We descend further, and stone barns, great and small, lay paramount claim to the visual prospect.
Counterpointing some most dramatic rock escarpments.
There is Euskadi nationalist graffiti everywhere (mostly ETA, the revolutionary party, but some anti-ETA slogans, too, like next to the monastery at Arantzazu), and endless flyers and posters and stickers featuring collective head-shots of the imprisoned. Which has the cumulative effect of reinforcing a sense that this is territory under occupation.
A few evenings ago on the interstate in northwest Italy, we passed through Genoa, a city dug into the sharp gullies where the Alps march down into the Mediterranean, and consisting mostly of vast conglomerations of gargantuan apartment blocks - the Projects on the Riviera.

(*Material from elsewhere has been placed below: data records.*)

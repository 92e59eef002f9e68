//! Persistent settings.
//!
//! Settings are read from `settings.toml` in the platform config folder:
//! - macOS: ~/Library/Application Support/sdrf-mapper/
//! - Windows: %APPDATA%/sdrf-mapper/config/
//! - Linux: ~/.config/sdrf-mapper/
//!
//! ```toml
//! [ontology]
//! path = "/data/sdrf/terms.json"
//!
//! [matching]
//! rejected_targets = "release"
//!
//! [organism.extra_aliases]
//! "Rattus norvegicus" = ["rat", "Rat"]
//!
//! [export]
//! missing_value = "not available"
//! ```

use std::collections::BTreeMap;
use std::fs;
use std::path::{Path, PathBuf};

use directories::ProjectDirs;
use serde::{Deserialize, Serialize};
use thiserror::Error;

use sdrf_map::{MatchOptions, RejectedTargetPolicy};
use sdrf_output::TsvOptions;
use sdrf_standards::SynonymNormalizer;

const APP_QUALIFIER: &str = "";
const APP_ORG: &str = "";
const APP_NAME: &str = "sdrf-mapper";
const CONFIG_FILENAME: &str = "settings.toml";

/// Errors from loading settings.
#[derive(Debug, Error)]
pub enum SettingsError {
    /// Settings file exists but cannot be read.
    #[error("failed to read settings file {path}: {source}")]
    Read {
        path: PathBuf,
        #[source]
        source: std::io::Error,
    },

    /// Settings file is not valid TOML for [`Settings`].
    #[error("failed to parse settings file {path}: {source}")]
    Parse {
        path: PathBuf,
        #[source]
        source: toml::de::Error,
    },
}

/// All user settings.
#[derive(Debug, Clone, Default, PartialEq, Eq, Serialize, Deserialize)]
#[serde(default)]
pub struct Settings {
    pub ontology: OntologySettings,
    pub matching: MatchingSettings,
    pub organism: OrganismSettings,
    pub export: ExportSettings,
}

/// Where ontology term sets are loaded from.
#[derive(Debug, Clone, Default, PartialEq, Eq, Serialize, Deserialize)]
#[serde(default)]
pub struct OntologySettings {
    /// JSON term-set file or directory of term files.
    pub path: Option<PathBuf>,
}

#[derive(Debug, Clone, Default, PartialEq, Eq, Serialize, Deserialize)]
#[serde(default)]
pub struct MatchingSettings {
    /// Whether targets of rejected pairs stay available.
    pub rejected_targets: RejectedTargetPolicy,
}

#[derive(Debug, Clone, Default, PartialEq, Eq, Serialize, Deserialize)]
#[serde(default)]
pub struct OrganismSettings {
    /// Extra aliases per canonical organism name, added after the built-in table.
    pub extra_aliases: BTreeMap<String, Vec<String>>,
}

#[derive(Debug, Clone, Default, PartialEq, Eq, Serialize, Deserialize)]
#[serde(default)]
pub struct ExportSettings {
    /// Text written for missing cells (empty by default).
    pub missing_value: String,
}

impl Settings {
    /// Organism normalizer: the built-in table plus configured extras.
    pub fn normalizer(&self) -> SynonymNormalizer {
        let mut normalizer = SynonymNormalizer::organisms();
        for (canonical, aliases) in &self.organism.extra_aliases {
            normalizer.extend(canonical, aliases);
        }
        normalizer
    }

    pub fn match_options(&self) -> MatchOptions {
        MatchOptions {
            rejected_targets: self.matching.rejected_targets,
        }
    }

    pub fn tsv_options(&self) -> TsvOptions {
        TsvOptions::with_missing_value(self.export.missing_value.clone())
    }
}

/// Get the path to the default settings file.
///
/// Returns `None` if the platform-specific directory cannot be determined.
pub fn settings_path() -> Option<PathBuf> {
    ProjectDirs::from(APP_QUALIFIER, APP_ORG, APP_NAME)
        .map(|dirs| dirs.config_dir().join(CONFIG_FILENAME))
}

/// Load settings.
///
/// An explicit path must exist. Without one, the default location is used
/// and a missing file yields defaults. A malformed file is always an error.
pub fn load_settings(explicit: Option<&Path>) -> Result<Settings, SettingsError> {
    let (path, required) = match explicit {
        Some(path) => (path.to_path_buf(), true),
        None => match settings_path() {
            Some(path) => (path, false),
            None => {
                tracing::warn!("could not determine settings path, using defaults");
                return Ok(Settings::default());
            }
        },
    };

    match fs::read_to_string(&path) {
        Ok(content) => {
            let settings = parse_settings(&content, &path)?;
            tracing::debug!(path = %path.display(), "loaded settings");
            Ok(settings)
        }
        Err(e) if e.kind() == std::io::ErrorKind::NotFound && !required => {
            tracing::debug!(path = %path.display(), "no settings file, using defaults");
            Ok(Settings::default())
        }
        Err(source) => Err(SettingsError::Read { path, source }),
    }
}

fn parse_settings(content: &str, path: &Path) -> Result<Settings, SettingsError> {
    toml::from_str(content).map_err(|source| SettingsError::Parse {
        path: path.to_path_buf(),
        source,
    })
}

#[cfg(test)]
mod tests {
    use super::*;

    #[test]
    fn test_full_settings_parse() {
        let content = r#"
[ontology]
path = "/data/terms.json"

[matching]
rejected_targets = "release"

[organism.extra_aliases]
"Rattus norvegicus" = ["rat", "Rat"]

[export]
missing_value = "not available"
"#;
        let settings = parse_settings(content, Path::new("settings.toml")).unwrap();
        assert_eq!(settings.ontology.path, Some(PathBuf::from("/data/terms.json")));
        assert_eq!(
            settings.match_options().rejected_targets,
            RejectedTargetPolicy::Release
        );
        assert_eq!(settings.tsv_options().missing_value, "not available");
        assert_eq!(settings.normalizer().normalize("rat"), "Rattus norvegicus");
        assert_eq!(settings.normalizer().normalize("mouse"), "Mus musculus");
    }

    #[test]
    fn test_partial_settings_use_defaults() {
        let settings = parse_settings("[export]\nmissing_value = \"NA\"\n", Path::new("s.toml")).unwrap();
        assert_eq!(settings.matching.rejected_targets, RejectedTargetPolicy::Consume);
        assert!(settings.ontology.path.is_none());
    }

    #[test]
    fn test_unknown_policy_is_an_error() {
        let err = parse_settings("[matching]\nrejected_targets = \"keep\"\n", Path::new("s.toml"))
            .unwrap_err();
        assert!(matches!(err, SettingsError::Parse { .. }));
    }

    #[test]
    fn test_settings_round_trip() {
        let mut settings = Settings::default();
        settings.export.missing_value = "not applicable".to_string();
        let text = toml::to_string_pretty(&settings).unwrap();
        let parsed: Settings = toml::from_str(&text).unwrap();
        assert_eq!(parsed, settings);
    }

    #[test]
    fn test_explicit_missing_file_is_an_error() {
        let dir = tempfile::tempdir().unwrap();
        let err = load_settings(Some(&dir.path().join("absent.toml"))).unwrap_err();
        assert!(matches!(err, SettingsError::Read { .. }));
    }
}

Here in Bilbo are imposing masses of similar projects.
I'm later told by a gentleman in Donostia that, fearing Euskal Herrian democracy, Franco accelerated industrialization and transported hundreds of thousands of the poorest of the Spanish poor here, to man the factories and tip the electoral balance.
Which sends a woolgathering mind off to wondering about Genoa, and other cities that are all apartments and factories. I guess industrialization is all about relocation of nationalities.
Bilbo - the name is distracting, unholy marriage of Senator Bilbo and Bilbo Baggins, and it's tempting to use the sonorous Spanish - Bilbao. On the other hand, bilbo is also venerable English for the excellently-crafted sword, and as such perhaps a closer guide to the city's psyche.
The food is so good in this restaurant, we're eating like my oldest daughter Crystal always used to: with both hands. Asparagus salad, not noticeably dressed, paella (rice with bits of vegetables - remember Roberto's mom's risotto?), garbonzo stew, a sweet oily flat fish, 1/8th-inch-thick sheets of steak (rarebit), dry red wine. Eating on tour in the U.S. is a furtive ordeal. Eating on tour in Europe is concisely defined by the word - heaven.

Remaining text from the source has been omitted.